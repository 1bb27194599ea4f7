//! TOML configuration file loading
//!
//! Supports `~/.config/murmur/config.toml` as a persistent config source.
//! All fields are optional -- the file is a partial overlay on top of
//! defaults, and env vars override both.

use std::path::PathBuf;

use serde::Deserialize;

/// Top-level TOML configuration file schema
#[derive(Debug, Default, Deserialize)]
pub struct RelayConfigFile {
    /// Model configuration
    #[serde(default)]
    pub llm: LlmFileConfig,

    /// Voice session configuration
    #[serde(default)]
    pub voice: VoiceFileConfig,

    /// API keys for external services
    #[serde(default)]
    pub api_keys: ApiKeysFileConfig,

    /// Server/runtime configuration
    #[serde(default)]
    pub server: ServerFileConfig,
}

/// Model-related configuration
#[derive(Debug, Default, Deserialize)]
pub struct LlmFileConfig {
    /// Chat model identifier (e.g. "gpt-4o-mini")
    pub chat_model: Option<String>,

    /// STT model identifier (e.g. "general", "nova-2")
    pub stt_model: Option<String>,

    /// TTS voice model identifier (e.g. "aura-asteria-en")
    pub tts_model: Option<String>,
}

/// Voice session configuration
#[derive(Debug, Default, Deserialize)]
pub struct VoiceFileConfig {
    /// Enable the local voice session
    pub enabled: Option<bool>,

    /// Sampler tick interval in milliseconds
    pub tick_interval_ms: Option<u64>,

    /// Sustained speech (ms) required to open an utterance
    pub min_speech_ms: Option<u64>,

    /// Sustained silence (ms) required to close an utterance
    pub end_silence_ms: Option<u64>,

    /// Absolute lower bound for the detection threshold
    pub rms_floor: Option<f32>,

    /// Multiplier applied to the calibrated ambient RMS
    pub ambient_multiplier: Option<f32>,

    /// Relay endpoint override
    pub relay_url: Option<String>,

    /// User identifier sent with utterances
    pub user_id: Option<String>,

    /// Prompt name sent with utterances
    pub prompt_name: Option<String>,

    /// Session-start greeting text
    pub greeting: Option<String>,
}

/// API keys configuration
#[derive(Debug, Default, Deserialize)]
pub struct ApiKeysFileConfig {
    pub openai: Option<String>,
    pub deepgram: Option<String>,
}

/// Server/runtime configuration
#[derive(Debug, Default, Deserialize)]
pub struct ServerFileConfig {
    /// HTTP server port
    pub port: Option<u16>,

    /// Data directory override
    pub data_dir: Option<String>,

    /// Prompts directory override
    pub prompts_dir: Option<String>,

    /// Static files directory (web UI)
    pub static_dir: Option<String>,
}

/// Load the TOML config file from the standard path
///
/// Returns `RelayConfigFile::default()` if the file doesn't exist or
/// can't be parsed.
pub fn load_config_file() -> RelayConfigFile {
    let Some(path) = config_file_path() else {
        return RelayConfigFile::default();
    };

    let content = match std::fs::read_to_string(&path) {
        Ok(content) => content,
        Err(e) => {
            // A missing file is the common case and not worth a warning
            if path.exists() {
                tracing::warn!(path = %path.display(), error = %e, "failed to read config file");
            }
            return RelayConfigFile::default();
        }
    };

    match toml::from_str(&content) {
        Ok(config) => {
            tracing::info!(path = %path.display(), "loaded config overlay");
            config
        }
        Err(e) => {
            tracing::warn!(path = %path.display(), error = %e, "config file ignored: parse error");
            RelayConfigFile::default()
        }
    }
}

/// Return the config file path: `~/.config/murmur/config.toml`
pub fn config_file_path() -> Option<PathBuf> {
    directories::BaseDirs::new().map(|d| d.config_dir().join("murmur").join("config.toml"))
}
//! Voice processing module
//!
//! Microphone capture, calibrated voice-activity detection,
//! per-utterance recording, dispatch to the relay pipeline, and
//! interruptible reply playback.

mod capture;
pub mod dispatch;
mod playback;
mod recorder;
mod session;
mod stt;
mod tts;
pub mod vad;

pub use capture::{AudioCapture, SAMPLE_RATE, samples_to_wav};
pub use dispatch::{Dispatcher, VoiceExchange};
pub use playback::{AudioPlayback, PlaybackHandle};
pub use recorder::{Encoding, UtteranceClip, UtteranceRecorder};
pub use session::VoiceSession;
pub use stt::SpeechToText;
pub use tts::{TextToSpeech, TTS_AUDIO_MIME};
pub use vad::{Calibrator, EnergyFrame, EnergySampler, FrameSource, VadDetector, VadEvent, VadState};
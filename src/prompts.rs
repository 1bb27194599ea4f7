//! Prompt registry: a directory of `.txt` system prompts
//!
//! The default prompt is created on first use. Unknown names fall back
//! to the default prompt so a stale client selection never breaks an
//! exchange.

use std::path::{Path, PathBuf};

use crate::Result;

/// Name of the prompt used when none is specified
pub const DEFAULT_PROMPT_NAME: &str = "default";

/// Body written for the auto-created default prompt
const DEFAULT_PROMPT_TEXT: &str = "You are a concise, helpful voice assistant. Keep answers \
short, factual, and follow up with a clarifying question when useful.";

/// Last-resort prompt when even the default file is unreadable
const FALLBACK_PROMPT: &str = "You are a helpful assistant.";

/// Loads system prompts from a directory of `.txt` files
#[derive(Debug, Clone)]
pub struct PromptRegistry {
    dir: PathBuf,
}

impl PromptRegistry {
    /// Create a registry over `dir`, creating the directory and the
    /// default prompt file if they don't exist
    ///
    /// # Errors
    ///
    /// Returns error if the directory cannot be created
    pub fn new(dir: impl Into<PathBuf>) -> Result<Self> {
        let dir = dir.into();
        std::fs::create_dir_all(&dir)?;

        let registry = Self { dir };
        registry.ensure_default();
        Ok(registry)
    }

    /// Write the default prompt file if missing
    fn ensure_default(&self) {
        let path = self.prompt_path(DEFAULT_PROMPT_NAME);
        if !path.exists() {
            if let Err(e) = std::fs::write(&path, DEFAULT_PROMPT_TEXT) {
                tracing::warn!(path = %path.display(), error = %e, "failed to write default prompt");
            }
        }
    }

    /// List available prompt names, sorted
    #[must_use]
    pub fn list(&self) -> Vec<String> {
        let Ok(entries) = std::fs::read_dir(&self.dir) else {
            return Vec::new();
        };

        let mut names: Vec<String> = entries
            .flatten()
            .filter_map(|entry| {
                let path = entry.path();
                if path.extension().is_some_and(|ext| ext == "txt") {
                    path.file_stem().map(|s| s.to_string_lossy().into_owned())
                } else {
                    None
                }
            })
            .collect();

        names.sort();
        names
    }

    /// Load a prompt by name, falling back to the default prompt for
    /// unknown names
    #[must_use]
    pub fn load(&self, name: &str) -> String {
        self.ensure_default();

        if let Ok(text) = std::fs::read_to_string(self.prompt_path(name)) {
            return text;
        }

        if name != DEFAULT_PROMPT_NAME {
            tracing::debug!(name, "prompt not found, falling back to default");
        }

        std::fs::read_to_string(self.prompt_path(DEFAULT_PROMPT_NAME))
            .unwrap_or_else(|_| FALLBACK_PROMPT.to_string())
    }

    fn prompt_path(&self, name: &str) -> PathBuf {
        // Names come from the network; keep lookups inside the registry dir
        let stem = Path::new(name)
            .file_stem()
            .map_or_else(|| DEFAULT_PROMPT_NAME.to_string(), |s| s.to_string_lossy().into_owned());
        self.dir.join(format!("{stem}.txt"))
    }
}

#[cfg(test)]
mod tests {
    use super::*;

    fn setup() -> (tempfile::TempDir, PromptRegistry) {
        let dir = tempfile::tempdir().unwrap();
        let registry = PromptRegistry::new(dir.path()).unwrap();
        (dir, registry)
    }

    #[test]
    fn test_default_is_created() {
        let (_dir, registry) = setup();
        assert_eq!(registry.list(), vec!["default".to_string()]);
        assert_eq!(registry.load(DEFAULT_PROMPT_NAME), DEFAULT_PROMPT_TEXT);
    }

    #[test]
    fn test_list_sorted() {
        let (dir, registry) = setup();
        std::fs::write(dir.path().join("support.txt"), "support prompt").unwrap();
        std::fs::write(dir.path().join("concierge.txt"), "concierge prompt").unwrap();
        std::fs::write(dir.path().join("notes.md"), "not a prompt").unwrap();

        assert_eq!(registry.list(), vec!["concierge", "default", "support"]);
    }

    #[test]
    fn test_unknown_name_falls_back() {
        let (_dir, registry) = setup();
        assert_eq!(registry.load("no-such-prompt"), DEFAULT_PROMPT_TEXT);
    }

    #[test]
    fn test_traversal_stays_in_dir() {
        let (_dir, registry) = setup();
        // A path-ish name resolves to its stem inside the registry dir
        assert_eq!(registry.load("../../etc/passwd"), DEFAULT_PROMPT_TEXT);
    }
}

* [PROBLEM STATEMENT]: For this listing, copy out every line that includes the word "files".

* [ANSWER]:
    /// Static files directory (web UI)
/// Loads system prompts from a directory of `.txt` files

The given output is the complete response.